クリントン米国務長官が初訪日した。オバマ政権の「日本重視」の表れだろう。だが、同盟強化の名の下、突きつけた重い課題も見逃せない。日米新時代は賢く、しなやかな関係でいきたい。
初の訪問先は欧州か中東が通例とされる米国務長官が、アジア、中でも日本を選んだのは異例だ。日米関係を「アジア外交の礎石」とし「私たちは交渉相手に耳を傾ける用意がある」とするクリントン氏の発言をみても「日本重視」は単なるリップサービスだけ、とも言えまい。
その証しにクリントン氏は、海外首脳の中で麻生首相を最初にホワイトハウスに招き、二十四日にオバマ大統領と会談する日程を手土産とした。中川財務相の辞任など混迷続きの麻生政権にとっては朗報だが、たぶんほほ笑みの代償は安くはなかろう。
敵か味方か、の二者択一を迫ったブッシュ外交から、国際協調主義への鮮明な転換−。オバマ外交の特徴だ。日本側にすれば、米に従えば、身内として配慮してもらえた時代は終わり、国際社会の中で相応の役割を果たすことが今まで以上に求められるはずである。
米が目指す外交戦略は軍事力だけでなく、経済、文化などを組み合わせた「スマートパワー」だ。
オバマ政権がテロ対策で重んじるアフガニスタン問題に関し、中曽根弘文外相は隣国パキスタン安定化のための国際会議を日本で開催する意向を示した。スマートパワーの考えに沿った提案だが、米側の本音は日本に戦費負担や人的貢献を迫ることだろう。学校建設や教師育成など非軍事に力を入れる日本型支援をアピールする、さらなる努力が欠かせない。

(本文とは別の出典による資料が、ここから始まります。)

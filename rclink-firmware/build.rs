//! Build script for rclink-firmware
//!
//! Puts memory.x where the linker can find it.

use std::env;
use std::fs;
use std::path::PathBuf;

fn main() {
    let out_dir = PathBuf::from(env::var("OUT_DIR").expect("OUT_DIR is set by cargo"));

    fs::write(out_dir.join("memory.x"), include_bytes!("memory.x"))
        .expect("failed to copy memory.x into OUT_DIR");

    println!("cargo:rustc-link-search={}", out_dir.display());
    println!("cargo:rustc-link-arg-bins=--nmagic");
    println!("cargo:rustc-link-arg-bins=-Tlink.x");
    println!("cargo:rustc-link-arg-bins=-Tdefmt.x");

    println!("cargo:rerun-if-changed=memory.x");
    println!("cargo:rerun-if-changed=build.rs");
}
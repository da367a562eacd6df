//! Serial byte transport abstractions
//!
//! The link engine is poll-driven: every call made through these traits
//! must return immediately with whatever the hardware can do right now.
//! Partial reads and writes are normal.

/// Serial transmitter
pub trait SerialTx {
    /// Error type for transmit operations
    type Error;

    /// Queue as many bytes of `data` as the port accepts without blocking
    ///
    /// Returns the number of bytes accepted, which may be zero.
    fn write_nonblocking(&mut self, data: &[u8]) -> Result<usize, Self::Error>;
}

/// Serial receiver
pub trait SerialRx {
    /// Error type for receive operations
    type Error;

    /// Copy already-received bytes into `buf` without blocking
    ///
    /// Returns the number of bytes copied, which may be zero.
    fn read_nonblocking(&mut self, buf: &mut [u8]) -> Result<usize, Self::Error>;
}

/// Combined serial interface
///
/// For ports that provide both directions on a single peripheral.
pub trait Serial: SerialTx + SerialRx {}

// Blanket implementation
impl<T: SerialTx + SerialRx> Serial for T {}

impl<T: SerialTx + ?Sized> SerialTx for &mut T {
    type Error = T::Error;

    fn write_nonblocking(&mut self, data: &[u8]) -> Result<usize, Self::Error> {
        (**self).write_nonblocking(data)
    }
}

impl<T: SerialRx + ?Sized> SerialRx for &mut T {
    type Error = T::Error;

    fn read_nonblocking(&mut self, buf: &mut [u8]) -> Result<usize, Self::Error> {
        (**self).read_nonblocking(buf)
    }
}

/// UART configuration
#[derive(Debug, Clone, Copy, PartialEq, Eq)]
#[cfg_attr(feature = "defmt", derive(defmt::Format))]
pub struct UartConfig {
    /// Baud rate in bits per second
    pub baudrate: u32,
    /// Number of data bits (typically 8)
    pub data_bits: DataBits,
    /// Parity mode
    pub parity: Parity,
    /// Number of stop bits
    pub stop_bits: StopBits,
}

impl Default for UartConfig {
    fn default() -> Self {
        Self {
            baudrate: 115200,
            data_bits: DataBits::Eight,
            parity: Parity::None,
            stop_bits: StopBits::One,
        }
    }
}

/// Number of data bits per character
#[derive(Debug, Clone, Copy, PartialEq, Eq)]
#[cfg_attr(feature = "defmt", derive(defmt::Format))]
pub enum DataBits {
    Seven,
    Eight,
}

/// Parity mode
#[derive(Debug, Clone, Copy, PartialEq, Eq)]
#[cfg_attr(feature = "defmt", derive(defmt::Format))]
pub enum Parity {
    None,
    Even,
    Odd,
}

/// Number of stop bits
#[derive(Debug, Clone, Copy, PartialEq, Eq)]
#[cfg_attr(feature = "defmt", derive(defmt::Format))]
pub enum StopBits {
    One,
    Two,
}

#[cfg(test)]
mod tests {
    use super::*;

    struct Sink {
        accepted: usize,
        budget: usize,
    }

    impl SerialTx for Sink {
        type Error = ();

        fn write_nonblocking(&mut self, data: &[u8]) -> Result<usize, ()> {
            let n = data.len().min(self.budget);
            self.budget -= n;
            self.accepted += n;
            Ok(n)
        }
    }

    fn push_through<W: SerialTx>(mut tx: W, data: &[u8]) -> usize {
        tx.write_nonblocking(data).unwrap_or(0)
    }

    #[test]
    fn test_mut_ref_forwards_partial_write() {
        let mut sink = Sink {
            accepted: 0,
            budget: 3,
        };
        assert_eq!(push_through(&mut sink, &[1, 2, 3, 4, 5]), 3);
        assert_eq!(push_through(&mut sink, &[6]), 0);
        assert_eq!(sink.accepted, 3);
    }

    #[test]
    fn test_default_uart_config() {
        let config = UartConfig::default();
        assert_eq!(config.baudrate, 115200);
        assert_eq!(config.data_bits, DataBits::Eight);
        assert_eq!(config.parity, Parity::None);
        assert_eq!(config.stop_bits, StopBits::One);
    }
}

解決の道筋が見えない課題は少なくない。両外相は在日米軍再編の行程表順守を盛り込んだ「在沖縄米海兵隊グアム移転協定」に署名した。沖縄県など地元の頭越しに二〇一四年までの普天間飛行場移設完了を両政府が再確認するのは疑問だ。グアム移転での日本の経費負担は巨額になる。詳細な説明責任を求める。
北朝鮮による拉致被害者家族ともクリントン氏は面会した。前政権がテロ支援国家指定を解除した北朝鮮との対話路線も視野に入れるだけに、核・ミサイルと拉致の包括的解決を粘り強く説きたい。
クリントン氏は小沢一郎民主党代表と厳しい日程をやりくりして会談した。政権交代の可能性がささやかれる中、米側の「意味深」な行動でもある。